3 thoughts to “California Court of Appeal Rejects Challenge to Vaccine Law”

  1. I’m sorry, but whatever happened to INFORMED CONSENT?? Informed consent is based on the moral and legal premise of patient autonomy: You as the patient have the right to make decisions about your own health and medical conditions. You must give your voluntary, informed consent for treatment and for most medical tests and procedures.

    Then there is COERCION! Coercion (/koʊˈɜːrʒən, -ʃən/) is the practice of forcing another party to act in an involuntary manner by use of threats or force. … In law, coercion is codified as a duress crime. Such actions are used as leverage, to force the victim to act in a way contrary to their own interests.

    You have to vaccinate or your kids can’t go to school in the case of California or New York fining people for refusing to give informed consent to have a medical procedure!!

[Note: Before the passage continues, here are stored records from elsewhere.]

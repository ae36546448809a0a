//! Log database migrations - embedded SQL files
//!
//! Same layout as the state migrations, applied to logs.duckdb.

/// All log migrations, embedded at compile time.
/// Format: (filename, sql_content)
pub const LOG_MIGRATIONS: &[(&str, &str)] = &[
    ("000_migrations.sql", include_str!("000_migrations.sql")),
    (
        "001_initial_schema.sql",
        include_str!("001_initial_schema.sql"),
    ),
];
//! Result and error types for the core library

use std::collections::HashMap;

use serde::{Deserialize, Serialize};
use thiserror::Error;

/// Failures of the vault seal/open protocol.
///
/// The `Display` strings are the messages shown to the user. None of them
/// carry key material, passphrases or cipher internals.
#[derive(Error, Debug, Clone, PartialEq, Eq)]
pub enum VaultError {
    /// The backup's format version is not one this build understands
    #[error("Unsupported backup format (version {0})")]
    UnsupportedVersion(serde_json::Number),

    /// Bad encoding, wrong field lengths, or a payload that does not deserialize
    #[error("Backup file is invalid or corrupted")]
    MalformedBackup { reason: String },

    /// Authentication tag mismatch: wrong passphrase or tampered data, never told apart
    #[error("Wrong passphrase or corrupted file")]
    DecryptError,

    #[error("Failed to encrypt backup")]
    SealFailed,

    #[error("Backup operation was cancelled")]
    Cancelled,
}

impl VaultError {
    /// Create a malformed-backup error with a diagnostic reason
    pub fn malformed(reason: impl Into<String>) -> Self {
        Self::MalformedBackup {
            reason: reason.into(),
        }
    }

    /// Diagnostic detail for malformed backups (not part of the user message)
    pub fn reason(&self) -> Option<&str> {
        match self {
            Self::MalformedBackup { reason } => Some(reason),
            _ => None,
        }
    }
}

/// Core library error type
#[derive(Error, Debug)]
pub enum Error {
    #[error("Database error: {0}")]
    Database(String),

    #[error("Not found: {0}")]
    NotFound(String),

    #[error("Validation error: {0}")]
    Validation(String),

    #[error(transparent)]
    Vault(#[from] VaultError),

    #[error("IO error: {0}")]
    Io(#[from] std::io::Error),

    #[error("JSON error: {0}")]
    Json(#[from] serde_json::Error),
}

impl Error {
    /// Create a database error
    pub fn database(msg: impl Into<String>) -> Self {
        Self::Database(msg.into())
    }

    /// Create a not found error
    pub fn not_found(msg: impl Into<String>) -> Self {
        Self::NotFound(msg.into())
    }

    /// Create a validation error
    pub fn validation(msg: impl Into<String>) -> Self {
        Self::Validation(msg.into())
    }
}

impl From<duckdb::Error> for Error {
    fn from(err: duckdb::Error) -> Self {
        Self::Database(err.to_string())
    }
}

/// Core library result type
pub type Result<T> = std::result::Result<T, Error>;

/// Operation result with optional context (for JSON output and FFI serialization)
#[derive(Debug, Clone, Serialize, Deserialize)]
pub struct OperationResult<T> {
    pub success: bool,
    pub data: Option<T>,
    pub error: Option<String>,
    pub context: Option<HashMap<String, serde_json::Value>>,
}

impl<T> OperationResult<T> {
    /// Create a successful result
    pub fn ok(data: T) -> Self {
        Self {
            success: true,
            data: Some(data),
            error: None,
            context: None,
        }
    }

    /// Create a failed result
    pub fn fail(error: impl Into<String>) -> Self {
        Self {
            success: false,
            data: None,
            error: Some(error.into()),
            context: None,
        }
    }

    /// Attach a context entry
    pub fn with_context(mut self, key: impl Into<String>, value: serde_json::Value) -> Self {
        self.context
            .get_or_insert_with(HashMap::new)
            .insert(key.into(), value);
        self
    }
}

impl<T> From<Result<T>> for OperationResult<T> {
    fn from(result: Result<T>) -> Self {
        match result {
            Ok(data) => Self::ok(data),
            Err(e) => Self::fail(e.to_string()),
        }
    }
}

    This is a CONSTITUTIONAL REPUBLIC where the right of the individual is supposed to be protected. In both a republic and a representative democracy, citizens are empowered to participate in a representational political system. … The main difference between a democracy and a republic is the extent to which the people control the government and the extent to which the voting majority has power over the voting minority!! In every genuine democracy today, majority rule is both endorsed and limited by the supreme law of the constitution, which protects the rights of individuals. … Majority rule is limited in order to protect minority rights, because if it were unchecked it probably would be used to oppress persons holding unpopular views.

    1. Two points.
      1. I agree that informed consent is important. But it does not mean absolute freedom from consequences of choices. For example, in many states people with epilepsy have to take medication to control seizures – and control the seizures – to get a driver’s license. They still have to give informed consent to the medication, but refusing can have consequences because it can harm others. Here, too, parents have to give informed consent before their child is vaccinated, but if they do not, there may be consequences. Nobody will hold the child down and vaccinate over parental will under this law, but they may be limited in other ways.

      2. Individuals have rights, but they’re not absolute, and others have rights too. In this case, parents’ right to choose not to protect their children from disease may lead to limits on their ability to send the child to school and create a risk for other children. Several of the links in the post lead to sources that go deeper into the jurisprudence on this and the reasons for it.